Just the thought of all those booted feet on my golf course lawn is raising my blood pressure. An excited Carter is almost too much to bear.

"You know that new grocery store that just opened a couple of weeks ago in the Springs?"

"Ye-ah." She must have wiped out all their bins if that's where this flurry of pumpkins came from. I wonder if they'll take them back?

"They were selling pumpkins as a loss leader, obviously, since they were only two bucks each! Can you believe it! And I when I offered to buy by all three bins, the manager gave me an even better discount!"

Now she's practically dancing. I scratch an eyebrow, wondering if I can possibly return all these tonight, under cover of darkness. There's got to a hundred and fifty, maybe two hundred pumpkins, all dumped in a pile in the middle of my once velvety lawn. She drives one of those little foreign numbers. Even with the top down she couldn't have fit more than ten or fifteen pumpkins in the thing. Not to mention the two or three dozen twined bales of hay stacked between me and the neighbors on the right.

And then she says the magic words. "I think Daniel's gonna love it, sir."

Busted. So much for my lawn, 'cause she's absolutely right. Adult Daniel avoided all holidays like the plague; this incarnation believes holidays were created purely for his pleasure. Guess she figured go big or go broke, since it'll be hard to beat last year when we went on a scavenger hunt and came home with Hershey as the prize, the night before Halloween.

Speak of the devil – two devils actually – the front door slams against the siding as Hershey barrels out, with Daniel on his heels, the pair of them practically knocking Carter on her ass.

"You found pumpkins! Lots 'n lotsa pumpkins," Daniel hollers, grabbing Carter's hands and pulling her into an impromptu version of the Twist.

"Yep," she laughs, twirling him under her arm before he breaks away as Hershey, never one to be left out, lets out a howl worthy of a hound dog before trotting off to sniff every single pumpkin. Daniel follows, variously patting, rubbing or thumping until he comes across one big enough to climb up and sit on, then he folds himself into a lotus position on top, all giggles and grins.

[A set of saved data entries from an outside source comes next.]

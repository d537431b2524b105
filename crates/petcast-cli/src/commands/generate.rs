//! Submit a photo and follow the task to completion

use anyhow::{Context, Result};
use petcast_core::PetcastConfig;
use petcast_gen::{ImagePayload, PollStatus, TaskManager};
use std::path::PathBuf;
use std::time::{Duration, Instant};

pub struct GenerateArgs {
    pub image: PathBuf,
    pub email: Option<String>,
    pub no_wait: bool,
    pub interval: u64,
    pub config: PetcastConfig,
}

pub fn run(args: GenerateArgs) -> Result<()> {
    let bytes = std::fs::read(&args.image)
        .with_context(|| format!("Failed to read {}", args.image.display()))?;
    let image = ImagePayload::from_bytes(bytes, None)?;

    let manager = TaskManager::from_config(&args.config)?;
    let start = Instant::now();
    let outcome = manager.submit(Some(image), args.email.as_deref())?;

    if outcome.demo {
        println!("No provider API key configured; demo task returned.");
    }
    println!(
        "Submitted {} to {} as task {}",
        args.image.display(),
        manager.provider_name().unwrap_or("demo"),
        outcome.task_id
    );
    if args.no_wait {
        return Ok(());
    }

    let interval = Duration::from_secs(args.interval.max(1));
    let mut last_progress = None;
    loop {
        let report = manager.poll(&outcome.task_id)?;
        match report.status {
            PollStatus::Succeeded => {
                println!("  Done in {:.1}s", start.elapsed().as_secs_f64());
                match report.model_url {
                    Some(url) => println!("  Model: {}", url),
                    None => println!("  The provider returned no downloadable model"),
                }
                return Ok(());
            }
            PollStatus::Failed => {
                if let Some(err) = report.failure() {
                    return Err(err).with_context(|| format!("Task {}", outcome.task_id));
                }
            }
            PollStatus::InProgress => {
                if last_progress != Some(report.progress) {
                    println!("  Progress: {}%", report.progress);
                    last_progress = Some(report.progress);
                }
            }
            PollStatus::Polling => {
                println!("  {}", report.message.as_deref().unwrap_or("Checking..."));
            }
        }
        std::thread::sleep(interval);
    }
}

Carter has her phone out taking pictures as if she owns a cloud storage company, or at the very least, stock in one. Which, for all I know, she may. Big Daniel invested in a few tech start-up companies that have taken off since he was shrunk by the Telchak device. He could be a millionaire several times over by the time he grows up again; if that's what it takes. I admit, it would be awfully nice to dump a portfolio worth a million bucks in his lap if he were to suddenly be big again, though that coup is probably a couple years out yet at the current rate of return. And I'm torn on this one. We all want big Daniel back on the team, but none of us want to give up Little Daniel. A real rock and a hard place, if you know what I mean.

And that brings me back to my front yard full of pumpkins.

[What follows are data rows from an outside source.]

//! HTTP service
//!
//! - `POST /api/generate` multipart upload (`image`, `email`) → `{taskId}`
//! - `GET /api/generate?taskId=` → poll report
//! - `GET /api/model?url=` → transcoded GLB, or a redirect to the original
//! - `POST /api/notify` → send the "model ready" email
//!
//! Provider calls, transcoding and email delivery block, so handlers run
//! them on tokio's blocking pool.

use anyhow::{Context, Result};
use axum::extract::{DefaultBodyLimit, Multipart, Query, State};
use axum::http::{header, HeaderMap, HeaderName, StatusCode};
use axum::response::{IntoResponse, Redirect, Response};
use axum::routing::{get, post};
use axum::{Json, Router};
use petcast_core::{PetcastConfig, PetcastError};
use petcast_gen::notify::notifier_from_config;
use petcast_gen::{
    ImagePayload, Notifier, NotifyOutcome, PollReport, ProviderStatus, ReadyNotification,
    SubmitOutcome, TaskManager,
};
use petcast_transcode::{AssetPipeline, TranscodeOutcome};
use serde::Deserialize;
use serde_json::json;
use std::sync::Arc;
use tokio::net::TcpListener;

/// Shared state behind every handler
pub struct AppState {
    pub manager: TaskManager,
    pub pipeline: AssetPipeline,
    pub notifier: Arc<dyn Notifier>,
    /// Public origin for view links; the request's Host header otherwise
    pub base_url: Option<String>,
}

impl AppState {
    pub fn from_config(config: &PetcastConfig) -> Result<Self> {
        let manager = TaskManager::from_config(config).context("Failed to set up task manager")?;
        match manager.provider_status() {
            ProviderStatus::Available => {
                log::info!("Provider {} available", manager.provider_name().unwrap_or_default())
            }
            ProviderStatus::NoApiKey => {
                log::warn!("No provider credential configured, submissions will return the demo task")
            }
            ProviderStatus::Unavailable(reason) => log::warn!(
                "Provider {} unavailable: {}",
                manager.provider_name().unwrap_or_default(),
                reason
            ),
        }
        Ok(Self {
            manager,
            pipeline: AssetPipeline::from_config(&config.transcode),
            notifier: notifier_from_config(&config.notify),
            base_url: config.notify.base_url.clone(),
        })
    }
}

pub fn api_routes() -> Router<Arc<AppState>> {
    Router::new()
        .route("/api/generate", post(submit_generation).get(poll_generation))
        .route("/api/model", get(serve_model))
        .route("/api/notify", post(send_notification))
}

pub fn router(state: Arc<AppState>, max_upload_bytes: usize) -> Router {
    api_routes()
        .layer(DefaultBodyLimit::max(max_upload_bytes))
        .with_state(state)
}

/// Bind and serve until the process is stopped
pub async fn serve(config: PetcastConfig, bind: Option<String>) -> Result<()> {
    let bind = bind.unwrap_or_else(|| config.server.bind.clone());
    let state = Arc::new(AppState::from_config(&config)?);
    let app = router(state, config.server.max_upload_bytes);

    let listener = TcpListener::bind(&bind)
        .await
        .with_context(|| format!("Failed to bind {}", bind))?;
    log::info!("PetCast listening on {}", listener.local_addr()?);
    axum::serve(listener, app).await.context("Server failed")?;
    Ok(())
}

/// An error response with a JSON `{error}` body
#[derive(Debug)]
pub struct ApiError {
    status: StatusCode,
    message: String,
}

impl ApiError {
    fn bad_request(message: impl Into<String>) -> Self {
        Self {
            status: StatusCode::BAD_REQUEST,
            message: message.into(),
        }
    }

    fn internal(message: impl Into<String>) -> Self {
        Self {
            status: StatusCode::INTERNAL_SERVER_ERROR,
            message: message.into(),
        }
    }
}

impl From<PetcastError> for ApiError {
    fn from(err: PetcastError) -> Self {
        if err.is_client_error() {
            return match err {
                PetcastError::MissingInput(msg) => Self::bad_request(msg),
                PetcastError::InvalidSource(_) => Self::bad_request("Invalid model URL"),
                other => Self::bad_request(other.to_string()),
            };
        }
        match err {
            PetcastError::TaskNotFound(_) => Self {
                status: StatusCode::NOT_FOUND,
                message: err.to_string(),
            },
            PetcastError::ProviderRejected(msg) | PetcastError::TransientProvider(msg) => Self {
                status: StatusCode::BAD_GATEWAY,
                message: msg,
            },
            PetcastError::NoCredential(_) => Self::internal("No API key"),
            other => {
                log::error!("Request failed: {}", other);
                Self::internal(format!("Server error: {}", other))
            }
        }
    }
}

impl IntoResponse for ApiError {
    fn into_response(self) -> Response {
        (self.status, Json(json!({ "error": self.message }))).into_response()
    }
}

/// Run blocking work off the async executor
async fn blocking<T, F>(work: F) -> Result<T, ApiError>
where
    F: FnOnce() -> petcast_core::Result<T> + Send + 'static,
    T: Send + 'static,
{
    tokio::task::spawn_blocking(work)
        .await
        .map_err(|e| ApiError::internal(format!("Server error: {}", e)))?
        .map_err(ApiError::from)
}

async fn submit_generation(
    State(state): State<Arc<AppState>>,
    mut multipart: Multipart,
) -> Result<Json<SubmitOutcome>, ApiError> {
    let mut image = None;
    let mut email = None;

    while let Some(field) = multipart
        .next_field()
        .await
        .map_err(|e| ApiError::bad_request(format!("Invalid form data: {}", e)))?
    {
        let name = field.name().map(str::to_string);
        match name.as_deref() {
            Some("image") => {
                let is_file = field.file_name().is_some();
                let content_type = field.content_type().map(str::to_string);
                let data = field
                    .bytes()
                    .await
                    .map_err(|e| ApiError::bad_request(format!("Invalid image upload: {}", e)))?;
                if data.is_empty() {
                    continue;
                }
                // browsers send either a file part or the data URL as text
                image = Some(if is_file {
                    ImagePayload::from_bytes(data.to_vec(), content_type.as_deref())?
                } else {
                    ImagePayload::from_data_url(&String::from_utf8_lossy(&data))?
                });
            }
            Some("email") => {
                let text = field
                    .text()
                    .await
                    .map_err(|e| ApiError::bad_request(format!("Invalid email field: {}", e)))?;
                email = Some(text);
            }
            _ => {}
        }
    }

    let outcome = blocking(move || state.manager.submit(image, email.as_deref())).await?;
    Ok(Json(outcome))
}

#[derive(Debug, Deserialize)]
struct PollQuery {
    #[serde(rename = "taskId")]
    task_id: Option<String>,
}

async fn poll_generation(
    State(state): State<Arc<AppState>>,
    Query(query): Query<PollQuery>,
) -> Result<Json<PollReport>, ApiError> {
    let task_id = query
        .task_id
        .filter(|id| !id.trim().is_empty())
        .ok_or_else(|| ApiError::bad_request("Missing taskId"))?;
    let report = blocking(move || state.manager.poll(&task_id)).await?;
    Ok(Json(report))
}

#[derive(Debug, Deserialize)]
struct ModelQuery {
    url: Option<String>,
}

async fn serve_model(
    State(state): State<Arc<AppState>>,
    Query(query): Query<ModelQuery>,
) -> Result<Response, ApiError> {
    let url = query
        .url
        .filter(|u| !u.is_empty())
        .ok_or_else(|| ApiError::bad_request("Invalid model URL"))?;

    let outcome = blocking(move || state.pipeline.transcode(&url)).await?;
    let response = match outcome {
        TranscodeOutcome::Transcoded(asset) => {
            let compressed = asset.compressed_size().to_string();
            (
                [
                    (header::CONTENT_TYPE, asset.content_type.to_string()),
                    (header::CONTENT_LENGTH, compressed.clone()),
                    (header::CACHE_CONTROL, asset.cache_control.clone()),
                    (
                        HeaderName::from_static("x-original-size"),
                        asset.original_size.to_string(),
                    ),
                    (HeaderName::from_static("x-compressed-size"), compressed),
                ],
                asset.bytes,
            )
                .into_response()
        }
        TranscodeOutcome::Redirect { url, .. } => Redirect::temporary(&url).into_response(),
    };
    Ok(response)
}

#[derive(Debug, Deserialize)]
#[serde(rename_all = "camelCase")]
struct NotifyRequest {
    email: Option<String>,
    task_id: Option<String>,
    model_url: Option<String>,
    thumbnail_url: Option<String>,
}

async fn send_notification(
    State(state): State<Arc<AppState>>,
    headers: HeaderMap,
    Json(request): Json<NotifyRequest>,
) -> Response {
    let non_empty = |v: Option<String>| v.filter(|s| !s.trim().is_empty());
    let (Some(email), Some(task_id)) = (non_empty(request.email), non_empty(request.task_id)) else {
        return ApiError::bad_request("Missing email or taskId").into_response();
    };

    let base_url = state.base_url.clone().unwrap_or_else(|| {
        let host = headers
            .get(header::HOST)
            .and_then(|h| h.to_str().ok())
            .unwrap_or("localhost");
        format!("http://{}", host)
    });
    let notification = ReadyNotification::new(&email, &task_id, &base_url)
        .with_model_url(request.model_url)
        .with_thumbnail_url(request.thumbnail_url);

    let notifier = Arc::clone(&state.notifier);
    match tokio::task::spawn_blocking(move || notifier.notify(&notification)).await {
        Ok(Ok(NotifyOutcome::Sent)) => Json(json!({ "sent": true })).into_response(),
        Ok(Ok(NotifyOutcome::Skipped { reason })) => {
            Json(json!({ "sent": false, "reason": reason })).into_response()
        }
        Ok(Err(e)) => {
            log::warn!("Notification for {} failed: {}", task_id, e);
            (
                StatusCode::INTERNAL_SERVER_ERROR,
                Json(json!({ "sent": false, "error": e.to_string() })),
            )
                .into_response()
        }
        Err(e) => ApiError::internal(format!("Server error: {}", e)).into_response(),
    }
}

"Teal'c suggested the hay bales, sir, we can stack them at various heights to display carved pumpkins. Come Halloween, your neighbors are going to be green with envy, sir, when you pull off another impossible holiday feat."

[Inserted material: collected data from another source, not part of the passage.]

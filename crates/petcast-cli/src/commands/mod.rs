//! CLI command implementations

pub mod config;
pub mod generate;
pub mod serve;
pub mod transcode;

Now she's trying to butter me up and she knows my sweet spots too damn well. You probably have no idea, but I have to confess to a competitive streak. I like having the best lawn in the neighborhood, the best-lit house and yard at Christmas, the most attractive annuals in my flower beds spring, summer and fall. Yes, even before this Daniel came along, I was a bit obsessed with my standing in the neighborhood. So yeah, Carter knows where to prod to prompt the response she wants.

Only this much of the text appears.